Quizás por esa razón –porque los números son conocidos desde hace mucho y estables en su núcleo duro, más allá de las variaciones estacionales– puede causar alguna sorpresa el anuncio de que el Ministerio de Capital Humano de la Nación, a cargo de Sandra Pettovello, está presto a presentar su propio sistema de mediación. Es decir, elaborar un índice propio de la misma pobreza.
No sin cierto sentido irónico podría pensarse que, antes que combatir el problema, se opta por mejorar la estadística, como si ante la fiebre se eligiera cambiar el termómetro, para ver si el resultado es menos deprimente.
Resulta extraño que se anuncie la gestión de un nuevo índice cuando lo esperable serían las políticas destinadas a encarar una solución estructural a un problema que ya suma más de dos décadas en el país y que los subsidios no han logrado paliar –y sí complicar– a lo largo de ese tiempo.
Es cierto que la pobreza parece haber retrocedido tras haber superado el 50% de la población argentina.

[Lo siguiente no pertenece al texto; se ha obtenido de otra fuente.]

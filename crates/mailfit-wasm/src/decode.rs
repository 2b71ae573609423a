//! Image decoding WASM bindings.
//!
//! # Functions
//!
//! - [`decode_image`] - Decode a JPEG or PNG image from bytes
//! - [`is_supported_image`] - Cheap header sniff before committing to a decode
//!
//! # Example
//!
//! ```typescript
//! import { decode_image, is_supported_image } from '@mailfit/wasm';
//!
//! const bytes = new Uint8Array(await file.arrayBuffer());
//! if (is_supported_image(bytes)) {
//!   const image = decode_image(bytes);
//!   console.log(`Decoded ${image.width}x${image.height}`);
//! }
//! ```

use crate::types::JsSourceImage;
use mailfit_core::decode;
use wasm_bindgen::prelude::*;

/// Decode a JPEG or PNG image from bytes.
///
/// EXIF orientation is applied automatically, so portrait phone photos come
/// out upright.
///
/// # Arguments
///
/// * `bytes` - The raw image file bytes as a `Uint8Array`
///
/// # Returns
///
/// A `JsSourceImage` containing the decoded RGB pixel data, or an error if
/// decoding fails.
///
/// # Errors
///
/// Returns an error if:
/// - The buffer is empty
/// - The bytes are not a recognized image format
/// - The image data is corrupted or truncated
#[wasm_bindgen]
pub fn decode_image(bytes: &[u8]) -> Result<JsSourceImage, JsValue> {
    decode::decode_image(bytes)
        .map(JsSourceImage::from_source)
        .map_err(|e| JsValue::from_str(&e.to_string()))
}

/// Check whether bytes look like an image format the pipeline can decode.
///
/// Use this to filter a file picker's selection before reading the whole
/// file through the decoder.
#[wasm_bindgen]
pub fn is_supported_image(bytes: &[u8]) -> bool {
    decode::is_supported_image(bytes)
}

Sin dudas, un dato alentador, corroborado por el observatorio de la UCA. Pero la tentación de mejorar los números cambiando el sistema podría estar incubándose en el citado anuncio, atentos a que el Indec es una institución cuyos parámetros están homologados a nivel internacional y sometidos al escrutinio pertinente.
Si se trata de elaborar un nuevo índice que vaya más allá del nivel de ingresos de la población, cabe preguntarse si uno que considere el acceso a la salud y la educación, acceso a la vivienda y a los servicios esenciales, como agua, luz, gas y transporte, podrá mostrar un rostro menos cruel de la pobreza.

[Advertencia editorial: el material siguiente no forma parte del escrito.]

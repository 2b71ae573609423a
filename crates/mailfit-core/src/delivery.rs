//! Upload payload assembly and the delivery error taxonomy.
//!
//! The compressor's byte ceiling exists because the compressed image leaves
//! the browser as a base64 field in a JSON POST body, and the hosting
//! platform caps request bodies at 4.5 MiB. Base64 inflates the binary by a
//! third, so the pipeline budgets 2.5 MiB of binary / 3.5 MiB of base64 to
//! stay clear of the cap.
//!
//! Transport failures come back from the endpoint as free-form strings; this
//! module classifies them into a tagged [`FailureKind`] so callers can branch
//! on a kind instead of substring-matching messages.

use base64::engine::general_purpose::STANDARD;
use base64::Engine;
use serde::{Deserialize, Serialize};
use std::fmt;
use thiserror::Error;

/// Binary size the compression pipeline aims for.
pub const BINARY_TARGET_BYTES: u64 = 2_621_440; // 2.5 MiB

/// Budget for the base64-encoded image field.
pub const BASE64_BUDGET_BYTES: u64 = 3_670_016; // 3.5 MiB

/// The hosting platform's request body cap the budgets stay under.
pub const PLATFORM_BODY_LIMIT_BYTES: u64 = 4_718_592; // 4.5 MiB

/// Exact length of `binary_len` bytes after base64 encoding (with padding).
pub fn base64_len(binary_len: u64) -> u64 {
    binary_len.div_ceil(3) * 4
}

/// Submission metadata accompanying an upload.
#[derive(Debug, Clone, PartialEq, Eq, Serialize, Deserialize)]
#[serde(rename_all = "camelCase")]
pub struct AttachmentMeta {
    /// Identifier of the submission record the attachment belongs to.
    pub submission_id: String,
    /// Email address the attachment is delivered to.
    pub recipient: String,
    /// Display name used in the delivery, when known.
    pub display_name: Option<String>,
    /// Attachment filename as shown to the recipient.
    pub file_name: String,
    /// MIME type of the attachment bytes.
    pub mime_type: String,
}

/// The POST body the upload endpoint reads.
///
/// Field names follow the endpoint's wire contract, hence the renames.
#[derive(Debug, Clone, PartialEq, Eq, Serialize, Deserialize)]
#[serde(rename_all = "camelCase")]
pub struct AttachmentPayload {
    pub submission_id: String,
    pub image_base64: String,
    pub file_name: String,
    #[serde(rename = "fileType")]
    pub mime_type: String,
    #[serde(rename = "userEmail")]
    pub recipient: String,
    #[serde(rename = "userName", skip_serializing_if = "Option::is_none")]
    pub display_name: Option<String>,
}

/// What went wrong at the delivery boundary, as a tag instead of the
/// transport's opaque strings.
#[derive(Debug, Clone, Copy, PartialEq, Eq, Serialize, Deserialize)]
#[serde(rename_all = "kebab-case")]
pub enum FailureKind {
    /// The body or attachment exceeded a size limit.
    SizeExceeded,
    /// The mail service rejected the sender's credentials or configuration.
    AuthFailure,
    /// A network-level failure that a later retry may clear.
    TransientNetwork,
    /// Anything the classifier could not place.
    Unknown,
}

impl fmt::Display for FailureKind {
    fn fmt(&self, f: &mut fmt::Formatter<'_>) -> fmt::Result {
        let name = match self {
            FailureKind::SizeExceeded => "size-exceeded",
            FailureKind::AuthFailure => "auth-failure",
            FailureKind::TransientNetwork => "transient-network",
            FailureKind::Unknown => "unknown",
        };
        f.write_str(name)
    }
}

/// Errors raised while assembling or delivering a payload.
#[derive(Debug, Error)]
pub enum DeliveryError {
    /// The base64-encoded image would blow the body budget.
    #[error("Payload is too large: {size} bytes of base64 against a {limit}-byte budget")]
    PayloadTooLarge { size: u64, limit: u64 },

    /// A required metadata field is empty.
    #[error("Required field `{0}` is empty")]
    MissingField(&'static str),

    /// The transport reported a failure; classified by kind.
    #[error("Delivery failed ({kind}): {message}")]
    Failed { kind: FailureKind, message: String },
}

impl DeliveryError {
    /// Wrap a transport failure, classifying its opaque message.
    pub fn from_transport(status: Option<u16>, message: &str) -> Self {
        DeliveryError::Failed {
            kind: classify_failure(status, message),
            message: message.to_string(),
        }
    }
}

/// Build the upload POST body for compressed attachment bytes.
///
/// The base64 budget is checked from the binary length before any encoding
/// work happens.
///
/// # Errors
///
/// Returns `DeliveryError::MissingField` if the submission id or recipient is
/// empty, and `DeliveryError::PayloadTooLarge` if the encoded image would
/// exceed [`BASE64_BUDGET_BYTES`].
pub fn build_payload(
    bytes: &[u8],
    meta: &AttachmentMeta,
) -> Result<AttachmentPayload, DeliveryError> {
    if meta.submission_id.is_empty() {
        return Err(DeliveryError::MissingField("submissionId"));
    }
    if meta.recipient.is_empty() {
        return Err(DeliveryError::MissingField("userEmail"));
    }

    let inflated = base64_len(bytes.len() as u64);
    if inflated > BASE64_BUDGET_BYTES {
        return Err(DeliveryError::PayloadTooLarge {
            size: inflated,
            limit: BASE64_BUDGET_BYTES,
        });
    }

    Ok(AttachmentPayload {
        submission_id: meta.submission_id.clone(),
        image_base64: STANDARD.encode(bytes),
        file_name: meta.file_name.clone(),
        mime_type: meta.mime_type.clone(),
        recipient: meta.recipient.clone(),
        display_name: meta.display_name.clone(),
    })
}

/// Classify an opaque transport failure into a [`FailureKind`].
///
/// Matches the failure surface the upload endpoint actually produces: HTTP
/// 413 and "too large" wording for size, credential/configuration wording
/// for auth (Gmail app-password rejections included), gateway statuses and
/// connection wording for transient network trouble.
pub fn classify_failure(status: Option<u16>, message: &str) -> FailureKind {
    if let Some(code) = status {
        match code {
            413 => return FailureKind::SizeExceeded,
            401 | 403 => return FailureKind::AuthFailure,
            502 | 503 | 504 => return FailureKind::TransientNetwork,
            _ => {}
        }
    }

    let text = message.to_ascii_lowercase();

    if text.contains("too large") || text.contains("content too large") || text.contains("413") {
        return FailureKind::SizeExceeded;
    }
    if text.contains("app password")
        || text.contains("authentication")
        || text.contains("invalid login")
        || (text.contains("email") && text.contains("configuration"))
    {
        return FailureKind::AuthFailure;
    }
    if text.contains("network")
        || text.contains("timed out")
        || text.contains("timeout")
        || text.contains("connection")
        || text.contains("fetch failed")
    {
        return FailureKind::TransientNetwork;
    }

    FailureKind::Unknown
}

#[cfg(test)]
mod tests {
    use super::*;

    fn sample_meta() -> AttachmentMeta {
        AttachmentMeta {
            submission_id: "sub-123".to_string(),
            recipient: "applicant@example.com".to_string(),
            display_name: Some("Avery Example".to_string()),
            file_name: "resume.jpg".to_string(),
            mime_type: "image/jpeg".to_string(),
        }
    }

    #[test]
    fn test_base64_len_exact() {
        for n in [0u64, 1, 2, 3, 4, 5, 57, 100, 2048] {
            let bytes = vec![0xABu8; n as usize];
            assert_eq!(
                base64_len(n),
                STANDARD.encode(&bytes).len() as u64,
                "inflation mismatch for {} bytes",
                n
            );
        }
    }

    #[test]
    fn test_budgets_stay_under_platform_limit() {
        assert!(base64_len(BINARY_TARGET_BYTES) <= BASE64_BUDGET_BYTES);
        assert!(BASE64_BUDGET_BYTES < PLATFORM_BODY_LIMIT_BYTES);
    }

    #[test]
    fn test_build_payload_happy_path() {
        let payload = build_payload(b"fake jpeg bytes", &sample_meta()).unwrap();

        assert_eq!(payload.submission_id, "sub-123");
        assert_eq!(payload.recipient, "applicant@example.com");
        assert_eq!(
            STANDARD.decode(&payload.image_base64).unwrap(),
            b"fake jpeg bytes"
        );
    }

    #[test]
    fn test_build_payload_wire_field_names() {
        let payload = build_payload(b"x", &sample_meta()).unwrap();
        let json = serde_json::to_value(&payload).unwrap();

        // The endpoint reads these exact keys
        assert!(json.get("submissionId").is_some());
        assert!(json.get("imageBase64").is_some());
        assert!(json.get("fileName").is_some());
        assert!(json.get("fileType").is_some());
        assert!(json.get("userEmail").is_some());
        assert!(json.get("userName").is_some());
    }

    #[test]
    fn test_build_payload_omits_empty_display_name() {
        let mut meta = sample_meta();
        meta.display_name = None;

        let payload = build_payload(b"x", &meta).unwrap();
        let json = serde_json::to_value(&payload).unwrap();
        assert!(json.get("userName").is_none());
    }

    #[test]
    fn test_build_payload_missing_fields() {
        let mut meta = sample_meta();
        meta.submission_id.clear();
        assert!(matches!(
            build_payload(b"x", &meta),
            Err(DeliveryError::MissingField("submissionId"))
        ));

        let mut meta = sample_meta();
        meta.recipient.clear();
        assert!(matches!(
            build_payload(b"x", &meta),
            Err(DeliveryError::MissingField("userEmail"))
        ));
    }

    #[test]
    fn test_build_payload_rejects_oversized_image() {
        // Just over the binary size whose inflation hits the base64 budget
        let oversized = vec![0u8; 2_752_513];
        let result = build_payload(&oversized, &sample_meta());

        match result {
            Err(DeliveryError::PayloadTooLarge { size, limit }) => {
                assert!(size > limit);
                assert_eq!(limit, BASE64_BUDGET_BYTES);
            }
            other => panic!("Expected PayloadTooLarge, got: {:?}", other),
        }
    }

    #[test]
    fn test_classify_size_failures() {
        assert_eq!(classify_failure(Some(413), ""), FailureKind::SizeExceeded);
        assert_eq!(
            classify_failure(None, "Request Content Too Large"),
            FailureKind::SizeExceeded
        );
        assert_eq!(
            classify_failure(None, "attachment is too large to send"),
            FailureKind::SizeExceeded
        );
    }

    #[test]
    fn test_classify_auth_failures() {
        assert_eq!(classify_failure(Some(401), ""), FailureKind::AuthFailure);
        assert_eq!(
            classify_failure(None, "Invalid login: 535 authentication rejected"),
            FailureKind::AuthFailure
        );
        assert_eq!(
            classify_failure(None, "Gmail requires an App Password for this account"),
            FailureKind::AuthFailure
        );
        assert_eq!(
            classify_failure(None, "email service configuration missing"),
            FailureKind::AuthFailure
        );
    }

    #[test]
    fn test_classify_network_failures() {
        assert_eq!(
            classify_failure(Some(503), ""),
            FailureKind::TransientNetwork
        );
        assert_eq!(
            classify_failure(None, "fetch failed: network error"),
            FailureKind::TransientNetwork
        );
        assert_eq!(
            classify_failure(None, "connection reset by peer"),
            FailureKind::TransientNetwork
        );
    }

    #[test]
    fn test_classify_unknown() {
        assert_eq!(classify_failure(None, "boom"), FailureKind::Unknown);
        assert_eq!(classify_failure(Some(500), "boom"), FailureKind::Unknown);
    }

    #[test]
    fn test_from_transport_keeps_message() {
        let err = DeliveryError::from_transport(Some(413), "body exceeded limit");
        match err {
            DeliveryError::Failed { kind, message } => {
                assert_eq!(kind, FailureKind::SizeExceeded);
                assert_eq!(message, "body exceeded limit");
            }
            other => panic!("Expected Failed, got: {:?}", other),
        }
    }

    #[test]
    fn test_failure_kind_display() {
        assert_eq!(FailureKind::SizeExceeded.to_string(), "size-exceeded");
        assert_eq!(FailureKind::AuthFailure.to_string(), "auth-failure");
        assert_eq!(
            FailureKind::TransientNetwork.to_string(),
            "transient-network"
        );
        assert_eq!(FailureKind::Unknown.to_string(), "unknown");
    }
}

Puede que se trate de un nuevo ejemplo de esa tentación permanente de volver a fundar lo que ya existe y funciona, el recurso de redefinir las cosas para no tener que ocuparse de ellas.
Al respecto, cabe desear que nadie haya pergeñado la peregrina idea de suponer que es posible reducir por decreto el número de pobres.
Como sea, es de esperar que la lucha contra la pobreza pase de una mera cuestión estadística o metodológica, y que se proceda a la iniciativa de convocar a todos quienes tienen parte en el problema para que se escuchen las distintas voces y se pueda consensuar de una vez una política que vaya más allá de lo circunstancial.
El primer paso en esa dirección debería ser el reconocimiento de que se gobierna para la gente, un simple dato que aportaría un toque de humanidad en un país en el que el reconocimiento del otro como un sujeto pleno de derechos se hace cada vez más difícil.